Income, place of residence or political orientation are not sufficient to explain opposition to the vaccine. These are the conclusions of two researchers interviewed by The HuffPost.
Nine months after the start of the vaccine campaign, some French people are still not convinced of the need to be vaccinated against Covid-19. Only 56.6% of the population completed a complete vaccination schedule and 67.6% received a first dose. In a worrying context, illustrated by the examples of Martinique and Guadeloupe entering a new phase of reinforced confinement, the executive continues to remind people of the importance of vaccinating as many people as possible to get out of the health crisis.
Yet the vaccine divides and continues to spark debate. While the government says not to be vaccinated is to be irresponsible , others believe that these people do not have the intellectual or material means to understand the need to be vaccinated.
The criticisms leveled against unvaccinated people may be as numerous as the reasons not. Of these, the material factor is perhaps the most surprising. Indeed, despite the free vaccine, data has shown that there is a correlation between income level and vaccination rate.
Researcher at CNRS, Florence Debarre works on modeling in evolutionary biology. If statistics on the vaccination rate are not part of her field of predilection, the questions raised by the health pass and the vaccination obligation challenged the researcher when she realized that there was data showing a correlation. between the income level of a municipality and the vaccination rate of its inhabitants. But do the rich really accept to be vaccinated more easily than the poorest? She explored the question. And according to her, vaccination highlights, like the epidemic itself, social disparities.
“Social inequalities in health are known and documented, but when I traced my first figure and saw the magnitude of the effect, I was surprised and shocked to realize it. I thought we had to share it and let it be known in order to identify how to put things right, ”the researcher told HuffPost .
By crossing the wealth of a locality with the median income and then with the percentage of taxable households, the trend was confirmed. But for the researcher, this does not mean that there is a causal relationship. “It is not because we are in a rich town that there is a direct effect on the vaccination rate, it is an indicator of many other things,” she said.

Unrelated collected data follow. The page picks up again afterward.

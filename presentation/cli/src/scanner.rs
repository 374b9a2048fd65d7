use async_trait::async_trait;
use thiserror::Error;
use tokio::io::{AsyncBufRead, AsyncBufReadExt, BufReader, Stdin};

use business::domain::product::value_objects::Barcode;

#[derive(Debug, Error)]
pub enum ScanError {
    #[error("scanner.no_barcode")]
    NoBarcode,
    #[error("scanner.unavailable")]
    Unavailable,
}

/// Scanner seam for the presentation layer. USB HID barcode scanners type
/// the decoded barcode followed by a newline, so a line stream is the
/// scanner surface; a camera-based decoder would implement the same trait.
#[async_trait]
pub trait BarcodeScanner: Send {
    /// Next decoded barcode. `Ok(None)` means the stream ended.
    async fn next_scan(&mut self) -> Result<Option<Barcode>, ScanError>;
}

/// Reads one barcode per line from a buffered async reader.
pub struct LineScanner<R> {
    reader: R,
}

impl LineScanner<BufReader<Stdin>> {
    pub fn stdin() -> Self {
        Self {
            reader: BufReader::new(tokio::io::stdin()),
        }
    }
}

impl<R> LineScanner<R> {
    pub fn new(reader: R) -> Self {
        Self { reader }
    }
}

#[async_trait]
impl<R: AsyncBufRead + Unpin + Send> BarcodeScanner for LineScanner<R> {
    async fn next_scan(&mut self) -> Result<Option<Barcode>, ScanError> {
        let mut line = String::new();
        let read = self
            .reader
            .read_line(&mut line)
            .await
            .map_err(|_| ScanError::Unavailable)?;

        if read == 0 {
            tracing::debug!("scanner stream closed");
            return Ok(None);
        }

        let barcode = line.trim();
        if barcode.is_empty() {
            return Err(ScanError::NoBarcode);
        }

        Ok(Some(Barcode::new(barcode)))
    }
}
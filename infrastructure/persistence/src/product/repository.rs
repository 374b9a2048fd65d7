use async_trait::async_trait;

use business::domain::errors::RepositoryError;
use business::domain::product::model::{CatalogRow, Product};
use business::domain::product::repository::ProductRepository;
use business::domain::product::value_objects::{Barcode, ExportFilter, UpsertPolicy};

use crate::db::{CypherClient, GraphError};

use super::entity::{self, ProductEntity};
use super::statements;

pub struct ProductRepositoryNeo4j {
    client: CypherClient,
}

impl ProductRepositoryNeo4j {
    pub fn new(client: CypherClient) -> Self {
        Self { client }
    }
}

fn map_graph_error(error: GraphError) -> RepositoryError {
    match error {
        GraphError::ConnectionError => RepositoryError::Connection,
        GraphError::QueryError => RepositoryError::Query,
    }
}

#[async_trait]
impl ProductRepository for ProductRepositoryNeo4j {
    async fn find_by_barcode(&self, barcode: &Barcode) -> Result<Option<Product>, RepositoryError> {
        let result = self
            .client
            .run(statements::find_by_barcode(barcode))
            .await
            .map_err(map_graph_error)?;

        let product = result
            .rows()
            .first()
            .map(|row| ProductEntity::from_row(row).into_domain());

        Ok(product)
    }

    async fn upsert(&self, product: &Product, policy: UpsertPolicy) -> Result<(), RepositoryError> {
        self.client
            .run(statements::upsert(product, policy))
            .await
            .map_err(map_graph_error)?;

        Ok(())
    }

    async fn export_all(&self, filter: ExportFilter) -> Result<Vec<CatalogRow>, RepositoryError> {
        let result = self
            .client
            .run(statements::export_all(filter))
            .await
            .map_err(map_graph_error)?;

        Ok(result.rows().iter().map(entity::to_catalog_row).collect())
    }
}
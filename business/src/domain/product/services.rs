use async_trait::async_trait;

use crate::domain::errors::LookupError;

use super::model::Product;
use super::value_objects::Barcode;

/// Service port for the remote barcode lookup API.
///
/// `Ok(Some(_))` carries the first candidate the service returned for the
/// barcode. `Ok(None)` means the service answered but knows nothing about
/// it (including non-success responses). Transport failures are errors.
#[async_trait]
pub trait ProductLookupService: Send + Sync {
    async fn lookup(&self, barcode: &Barcode) -> Result<Option<Product>, LookupError>;
}
use std::sync::Arc;

use logger::TracingLogger;
use persistence::db::{CypherClient, GraphConfig};
use persistence::product::repository::ProductRepositoryNeo4j;

use barcodelookup::client::LookupClient;
use barcodelookup::product_lookup::ProductLookupBarcodeApi;

use business::application::product::create::CreateProductUseCaseImpl;
use business::application::product::export::ExportCatalogUseCaseImpl;
use business::application::product::resolve::ResolveProductUseCaseImpl;
use business::domain::product::use_cases::create::CreateProductUseCase;
use business::domain::product::use_cases::export::ExportCatalogUseCase;
use business::domain::product::use_cases::resolve::ResolveProductUseCase;

use crate::config::lookup_config::LookupConfig;

pub struct DependencyContainer {
    pub resolve_use_case: Arc<dyn ResolveProductUseCase>,
    pub create_use_case: Arc<dyn CreateProductUseCase>,
    pub export_use_case: Arc<dyn ExportCatalogUseCase>,
}

impl DependencyContainer {
    pub fn new(graph_config: GraphConfig, lookup_config: LookupConfig) -> Self {
        let logger = Arc::new(TracingLogger);

        // Infrastructure adapters
        let repository = Arc::new(ProductRepositoryNeo4j::new(CypherClient::new(&graph_config)));
        let lookup_client = LookupClient::new(lookup_config.api_key, lookup_config.api_url);
        let lookup = Arc::new(ProductLookupBarcodeApi::new(lookup_client));

        // Use cases
        let resolve_use_case = Arc::new(ResolveProductUseCaseImpl {
            repository: repository.clone(),
            lookup,
            logger: logger.clone(),
        });
        let create_use_case = Arc::new(CreateProductUseCaseImpl {
            repository: repository.clone(),
            logger: logger.clone(),
        });
        let export_use_case = Arc::new(ExportCatalogUseCaseImpl { repository, logger });

        Self {
            resolve_use_case,
            create_use_case,
            export_use_case,
        }
    }
}
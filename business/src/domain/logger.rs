/// Logging port implemented by the infrastructure layer.
pub trait Logger: Send + Sync {
    fn info(&self, message: &str);
    fn warn(&self, message: &str);
    fn error(&self, message: &str);
    fn debug(&self, message: &str);
}
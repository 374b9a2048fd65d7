use async_trait::async_trait;

use crate::domain::errors::RepositoryError;

use super::model::{CatalogRow, Product};
use super::value_objects::{Barcode, ExportFilter, UpsertPolicy};

#[async_trait]
pub trait ProductRepository: Send + Sync {
    async fn find_by_barcode(&self, barcode: &Barcode) -> Result<Option<Product>, RepositoryError>;
    async fn upsert(&self, product: &Product, policy: UpsertPolicy) -> Result<(), RepositoryError>;
    async fn export_all(&self, filter: ExportFilter) -> Result<Vec<CatalogRow>, RepositoryError>;
}
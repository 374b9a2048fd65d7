pub mod application {
    pub mod product {
        pub mod create;
        pub mod export;
        pub mod resolve;
    }
}

pub mod domain {
    pub mod errors;
    pub mod logger;
    pub mod product {
        pub mod errors;
        pub mod model;
        pub mod repository;
        pub mod services;
        pub mod value_objects;
        pub mod use_cases {
            pub mod create;
            pub mod export;
            pub mod resolve;
        }
    }
}
use anyhow::Result;
use clap::Args;

use business::domain::product::use_cases::create::CreateProductParams;
use business::domain::product::value_objects::{Barcode, UpsertPolicy};

use crate::setup::dependency_injection::DependencyContainer;
use crate::view;

/// Manual product entry. Every field except the barcode is optional; blank
/// values are dropped before persisting.
#[derive(Args)]
pub struct AddArgs {
    /// Barcode of the product
    pub barcode: String,

    /// Product title (set once unless --overwrite)
    #[arg(long)]
    pub title: Option<String>,

    /// Category name
    #[arg(long)]
    pub category: Option<String>,

    /// Manufacturer name
    #[arg(long)]
    pub manufacturer: Option<String>,

    /// Brand name
    #[arg(long)]
    pub brand: Option<String>,

    /// Image URL
    #[arg(long)]
    pub image: Option<String>,

    /// Manufacturer part number
    #[arg(long)]
    pub mpn: Option<String>,

    /// Model identifier
    #[arg(long)]
    pub model: Option<String>,

    /// Amazon standard identification number
    #[arg(long)]
    pub asin: Option<String>,

    /// Ingredient list
    #[arg(long)]
    pub ingredients: Option<String>,

    /// Nutrition facts text
    #[arg(long)]
    pub nutrition_facts: Option<String>,

    /// Free-form description
    #[arg(long)]
    pub description: Option<String>,

    /// Re-set scalar fields already stored for this barcode
    #[arg(long)]
    pub overwrite: bool,
}

pub async fn run(container: &DependencyContainer, args: AddArgs) -> Result<()> {
    let policy = if args.overwrite {
        UpsertPolicy::Overwrite
    } else {
        UpsertPolicy::CreateOnce
    };

    let product = container
        .create_use_case
        .execute(CreateProductParams {
            barcode: Barcode::new(args.barcode),
            title: args.title,
            category: args.category,
            manufacturer: args.manufacturer,
            brand: args.brand,
            image: args.image,
            mpn: args.mpn,
            model: args.model,
            asin: args.asin,
            ingredients: args.ingredients,
            nutrition_facts: args.nutrition_facts,
            description: args.description,
            policy,
        })
        .await?;

    println!("{}", view::render(&product));
    Ok(())
}
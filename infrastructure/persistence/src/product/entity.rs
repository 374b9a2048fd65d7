use business::domain::product::model::{CatalogRow, Product};
use business::domain::product::value_objects::Barcode;

use crate::db::CypherRow;

/// One product row as returned by the point-lookup statement.
#[derive(Debug)]
pub struct ProductEntity {
    pub barcode: Option<String>,
    pub title: Option<String>,
    pub category: Option<String>,
    pub manufacturer: Option<String>,
    pub brand: Option<String>,
    pub image: Option<String>,
    pub mpn: Option<String>,
    pub model: Option<String>,
    pub asin: Option<String>,
    pub ingredients: Option<String>,
    pub nutrition_facts: Option<String>,
    pub description: Option<String>,
}

impl ProductEntity {
    pub fn from_row(row: &CypherRow<'_>) -> Self {
        Self {
            barcode: row.string("barcode"),
            title: row.string("title"),
            category: row.string("category"),
            manufacturer: row.string("manufacturer"),
            brand: row.string("brand"),
            image: row.string("image"),
            mpn: row.string("mpn"),
            model: row.string("model"),
            asin: row.string("asin"),
            ingredients: row.string("ingredients"),
            nutrition_facts: row.string("nutrition_facts"),
            description: row.string("description"),
        }
    }

    pub fn into_domain(self) -> Product {
        Product::from_repository(
            Barcode::new(self.barcode.unwrap_or_default()),
            self.title,
            self.category,
            self.manufacturer,
            self.brand,
            self.image,
            self.mpn,
            self.model,
            self.asin,
            self.ingredients,
            self.nutrition_facts,
            self.description,
        )
    }
}

/// Maps an export row, coalescing absent values to empty strings.
pub fn to_catalog_row(row: &CypherRow<'_>) -> CatalogRow {
    CatalogRow {
        title: row.string("title").unwrap_or_default(),
        category: row.string("category").unwrap_or_default(),
        manufacturer: row.string("manufacturer").unwrap_or_default(),
        brand: row.string("brand").unwrap_or_default(),
        image: row.string("image").unwrap_or_default(),
    }
}
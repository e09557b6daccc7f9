// Team registry records.

use std::ops::RangeInclusive;

use serde::{Deserialize, Serialize};

use crate::error::LeagueError;

/// Store-assigned team identifier (SQLite rowid).
pub type TeamId = i64;

/// Allowed range for a team's strength rating ("power level").
pub const STRENGTH_RANGE: RangeInclusive<i64> = 1..=100;

/// A team participating in the league.
#[derive(Debug, Clone, PartialEq, Eq, Serialize, Deserialize)]
pub struct Team {
    pub id: TeamId,
    /// Display name. Unique across the league.
    pub name: String,
    /// Strength rating in `STRENGTH_RANGE`. Drives simulated scoring chances.
    pub strength: u32,
    pub city: String,
    /// Optional logo reference (URL or asset path).
    #[serde(default)]
    pub logo: Option<String>,
}

/// A team that has not been stored yet.
#[derive(Debug, Clone, PartialEq, Eq, Serialize, Deserialize)]
pub struct NewTeam {
    pub name: String,
    pub strength: i64,
    pub city: String,
    #[serde(default)]
    pub logo: Option<String>,
}

impl NewTeam {
    pub fn new(name: impl Into<String>, strength: i64, city: impl Into<String>) -> Self {
        NewTeam {
            name: name.into(),
            strength,
            city: city.into(),
            logo: None,
        }
    }

    pub fn with_logo(mut self, logo: impl Into<String>) -> Self {
        self.logo = Some(logo.into());
        self
    }

    /// Check the record before it reaches the store.
    ///
    /// Name and city are trimmed; a blank value is rejected. The strength
    /// rating must fall within `STRENGTH_RANGE`.
    pub fn validate(&self) -> Result<(), LeagueError> {
        validate_fields(&self.name, &self.city, self.strength)
    }

    /// Convert to a stored `Team` once the store has assigned an id.
    pub fn into_team(self, id: TeamId) -> Result<Team, LeagueError> {
        self.validate()?;
        Ok(Team {
            id,
            name: self.name.trim().to_string(),
            strength: self.strength as u32,
            city: self.city.trim().to_string(),
            logo: self.logo.filter(|l| !l.trim().is_empty()),
        })
    }
}

impl Team {
    /// Validate an edited team before it is written back.
    pub fn validate(&self) -> Result<(), LeagueError> {
        validate_fields(&self.name, &self.city, i64::from(self.strength))
    }

    /// Strength as a float, for the simulator's probability arithmetic.
    pub fn rating(&self) -> f64 {
        f64::from(self.strength)
    }
}

fn validate_fields(name: &str, city: &str, strength: i64) -> Result<(), LeagueError> {
    if name.trim().is_empty() {
        return Err(LeagueError::InvalidTeam {
            field: "name".into(),
            message: "must not be empty".into(),
        });
    }
    if city.trim().is_empty() {
        return Err(LeagueError::InvalidTeam {
            field: "city".into(),
            message: "must not be empty".into(),
        });
    }
    if !STRENGTH_RANGE.contains(&strength) {
        return Err(LeagueError::InvalidStrength { strength });
    }
    Ok(())
}

#[cfg(test)]
mod tests {
    use super::*;

    #[test]
    fn new_team_accepts_range_bounds() {
        assert!(NewTeam::new("Arsenal", 1, "London").validate().is_ok());
        assert!(NewTeam::new("Arsenal", 100, "London").validate().is_ok());
    }

    #[test]
    fn new_team_rejects_out_of_range_strength() {
        assert_eq!(
            NewTeam::new("Arsenal", 0, "London").validate(),
            Err(LeagueError::InvalidStrength { strength: 0 })
        );
        assert_eq!(
            NewTeam::new("Arsenal", 101, "London").validate(),
            Err(LeagueError::InvalidStrength { strength: 101 })
        );
    }

    #[test]
    fn new_team_rejects_blank_name_and_city() {
        match NewTeam::new("  ", 50, "London").validate() {
            Err(LeagueError::InvalidTeam { field, .. }) => assert_eq!(field, "name"),
            other => panic!("expected InvalidTeam, got {other:?}"),
        }
        match NewTeam::new("Arsenal", 50, "").validate() {
            Err(LeagueError::InvalidTeam { field, .. }) => assert_eq!(field, "city"),
            other => panic!("expected InvalidTeam, got {other:?}"),
        }
    }

    #[test]
    fn into_team_trims_and_drops_blank_logo() {
        let team = NewTeam::new(" Chelsea ", 92, " London ")
            .with_logo("  ")
            .into_team(7)
            .unwrap();
        assert_eq!(team.id, 7);
        assert_eq!(team.name, "Chelsea");
        assert_eq!(team.city, "London");
        assert_eq!(team.strength, 92);
        assert!(team.logo.is_none());
    }
}
// Repository boundary between the league orchestrator and persistence.
//
// The orchestrator only ever talks to this trait. `db::Database` is the
// SQLite implementation; tests can swap in anything else that satisfies it.

use anyhow::Result;

use crate::league::fixture::{Match, MatchId, NewMatch};
use crate::league::standing::StandingEntry;
use crate::league::team::{NewTeam, Team, TeamId};

/// Optional constraints for `LeagueStore::load_matches`.
#[derive(Debug, Clone, Copy, Default, PartialEq, Eq)]
pub struct MatchFilter {
    pub week: Option<u32>,
    pub played: Option<bool>,
}

impl MatchFilter {
    pub fn all() -> Self {
        Self::default()
    }

    pub fn week(week: u32) -> Self {
        MatchFilter {
            week: Some(week),
            played: None,
        }
    }

    pub fn unplayed_in_week(week: u32) -> Self {
        MatchFilter {
            week: Some(week),
            played: Some(false),
        }
    }

    pub fn played(played: bool) -> Self {
        MatchFilter {
            week: None,
            played: Some(played),
        }
    }
}

/// Persistence operations the league needs.
///
/// Lookups of missing rows return `Ok(None)` or `Ok(false)`; only genuine
/// storage failures are errors.
pub trait LeagueStore {
    // --- teams ---

    /// All teams ordered by id.
    fn load_teams(&self) -> Result<Vec<Team>>;
    fn get_team(&self, id: TeamId) -> Result<Option<Team>>;
    fn insert_team(&self, team: &NewTeam) -> Result<Team>;
    /// Returns `false` when no team has `team.id`.
    fn update_team(&self, team: &Team) -> Result<bool>;
    /// Deletes the team together with its matches and standing entry.
    fn delete_team(&self, id: TeamId) -> Result<bool>;

    // --- matches ---

    /// Matches passing `filter`, ordered by week then id.
    fn load_matches(&self, filter: MatchFilter) -> Result<Vec<Match>>;
    fn get_match(&self, id: MatchId) -> Result<Option<Match>>;
    fn insert_match(&self, m: &NewMatch) -> Result<Match>;
    /// Write back result and `played_at`, overwriting any stored result.
    /// Returns `false` when the match is gone.
    fn save_match(&self, m: &Match) -> Result<bool>;
    /// Load the unplayed matches of `week` and store the result `play` sets
    /// on each, as one exclusive write. A match another writer recorded in
    /// the meantime is never overwritten. If `play` fails nothing is stored.
    ///
    /// `play` runs while the store is locked and must not call back into it.
    fn play_week_results<F>(&self, week: u32, play: F) -> Result<Vec<Match>>
    where
        F: FnMut(&mut Match) -> Result<()>;
    fn delete_match(&self, id: MatchId) -> Result<bool>;
    /// Atomically drop every match and insert `fixtures` in order.
    fn replace_schedule(&self, fixtures: &[NewMatch]) -> Result<Vec<Match>>;
    /// Mark every match unplayed. Returns how many rows changed.
    fn reset_results(&self) -> Result<usize>;
    /// Highest scheduled week, or 0 without matches.
    fn max_week(&self) -> Result<u32>;

    // --- standings ---

    /// Standing entries ordered by position, then team id.
    fn load_standings(&self) -> Result<Vec<StandingEntry>>;
    /// Atomically replace the whole standings table.
    fn save_standings(&self, entries: &[StandingEntry]) -> Result<()>;
    /// Replace the standings with `compute(teams, played matches, current
    /// entries)`, reading and writing under one exclusive lock so the table
    /// always reflects a single snapshot of the results.
    fn rebuild_standings<F>(&self, compute: F) -> Result<Vec<StandingEntry>>
    where
        F: FnOnce(&[Team], &[Match], &[StandingEntry]) -> Vec<StandingEntry>;
}

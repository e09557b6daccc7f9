// Match outcome simulation.
//
// Goals are the number of successful chances out of a fixed number of
// scoring opportunities per side. Each chance succeeds with a probability
// derived from the attacker/defender strength gap, clamped to a band, and the
// home side's strength is scaled by a home-advantage multiplier. The result
// is capped so a large strength gap cannot produce runaway scores.

use rand::Rng;
use serde::{Deserialize, Serialize};
use tracing::debug;

use crate::league::fixture::Score;
use crate::league::team::Team;

// ---------------------------------------------------------------------------
// Parameters
// ---------------------------------------------------------------------------

/// Tunable constants of the scoring model. Loaded from the `[simulation]`
/// table of simulation.toml; any key left out falls back to the default.
#[derive(Debug, Clone, Copy, PartialEq, Serialize, Deserialize)]
#[serde(default)]
pub struct SimulationParams {
    /// Multiplier applied to the home team's strength.
    pub home_advantage: f64,
    /// Per-chance scoring probability between equally rated sides.
    pub base_chance: f64,
    /// Probability added per 100 points of strength advantage.
    pub strength_factor: f64,
    /// Floor of the per-chance probability.
    pub min_chance: f64,
    /// Ceiling of the per-chance probability.
    pub max_chance: f64,
    /// Scoring opportunities per side per match.
    pub attempts: u32,
    /// Hard cap on goals per side.
    pub max_goals: u32,
}

impl Default for SimulationParams {
    fn default() -> Self {
        SimulationParams {
            home_advantage: 1.10,
            base_chance: 0.12,
            strength_factor: 0.15,
            min_chance: 0.05,
            max_chance: 0.30,
            attempts: 7,
            max_goals: 4,
        }
    }
}

// ---------------------------------------------------------------------------
// Simulator
// ---------------------------------------------------------------------------

#[derive(Debug, Clone, Default)]
pub struct MatchSimulator {
    params: SimulationParams,
}

impl MatchSimulator {
    pub fn new(params: SimulationParams) -> Self {
        MatchSimulator { params }
    }

    /// Probability that a single chance by `attack` against `defence` is
    /// converted, clamped to `[min_chance, max_chance]`.
    pub fn scoring_chance(&self, attack: f64, defence: f64) -> f64 {
        let p = &self.params;
        let chance = p.base_chance + (attack - defence) / 100.0 * p.strength_factor;
        chance.max(p.min_chance).min(p.max_chance)
    }

    /// Simulate a match and return the final score.
    ///
    /// Neither team is modified; the caller decides whether to persist the
    /// result. All randomness comes from `rng`.
    pub fn simulate<R: Rng + ?Sized>(&self, home: &Team, away: &Team, rng: &mut R) -> Score {
        let home_strength = home.rating() * self.params.home_advantage;
        let away_strength = away.rating();

        let home_chance = self.scoring_chance(home_strength, away_strength);
        let away_chance = self.scoring_chance(away_strength, home_strength);

        let score = Score::new(
            self.count_goals(home_chance, rng),
            self.count_goals(away_chance, rng),
        );
        debug!(
            "simulated {} vs {}: {} (chances {:.3}/{:.3})",
            home.name, away.name, score, home_chance, away_chance
        );
        score
    }

    /// Run the Bernoulli trials for one side. A chance is converted when a
    /// uniform roll in 1..=100 is at most `chance * 100`.
    fn count_goals<R: Rng + ?Sized>(&self, chance: f64, rng: &mut R) -> u32 {
        let threshold = chance * 100.0;
        let goals = (0..self.params.attempts)
            .filter(|_| f64::from(rng.gen_range(1..=100u32)) <= threshold)
            .count() as u32;
        goals.min(self.params.max_goals)
    }
}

A free vaccine doesn’t mean everyone has access
But how to explain that the vaccination rate is lower in the municipalities where the income of the inhabitants is the lowest? Several elements must be taken into account, such as access to care or being able to make an appointment on a digital platform. In January, the vaccination centers of Seine-Saint-Denis (the poorest department in France) saw an influx of patients who came from more affluent neighborhoods, “tablet in hand”, a Liberation survey showed .
Because the free vaccine does not mean that everyone has access to it. “You have to be informed, have the same chances to get vaccinated. We are told that we can benefit from the special leave of absence but we are not always in the position to ask for it from our employer and take it, especially if we have an undeclared job ”emphasizes Florence Debarre.
The precariousness would therefore not be a factor which pushes to refuse the vaccine but a brake. What would influence the decision-making of the less well-off is more the fact “of having or not contracted the virus”, according to Lucie Guimier, doctor in geopolitics, specialized in public health. “We have forgotten that the precarious were the first affected by the epidemic. These people have already had the Covid, and some say that having already had it, they are immune, or may only need a single injection, ”she explains.
The authorities have undermined their credibility
This is the reason why it is difficult to establish a typical profile of an unvaccinated person. If the diploma, the place of residence, the profession exercised, the fact of having contracted the coronavirus or not and of having had a severe or long form, also come into account, we must also add personal and political factors, such as shows a study published in June on medrxiv.org .
Sociologists Alexis Spire, Nathalie Bajos and Léna Silberzan have collected testimonials from 86,000 people on anti-Covid vaccination. They found that young people, women and those on the lowest incomes showed the most hesitation and rejection of vaccination. Among the reasons mentioned, we find in women of childbearing age, fear of long-term effects on fertility. The place they occupy in society “makes them more sensitive than men to long-term risks and more fearful of rapid technological change,” the study report said.
It would be a reaction to cases involving politicians and health authorities. As early as the 1990s, a hepatitis B vaccination campaign targeting children coincided with the onset of multiple sclerosis cases. A year later, the tainted blood scandal arose, which tarnished public confidence in the government but also in health experts. During the 2000s, 94 million vaccines were orderedto fight against the H1N1 virus which adds a new reason to doubt the credibility of the authorities. The scandal of the Mediator putting on the dock the pharmaceutical group Servier but also officials paid as pharmaceutical consultants for manslaughter added to the reasons for doubt.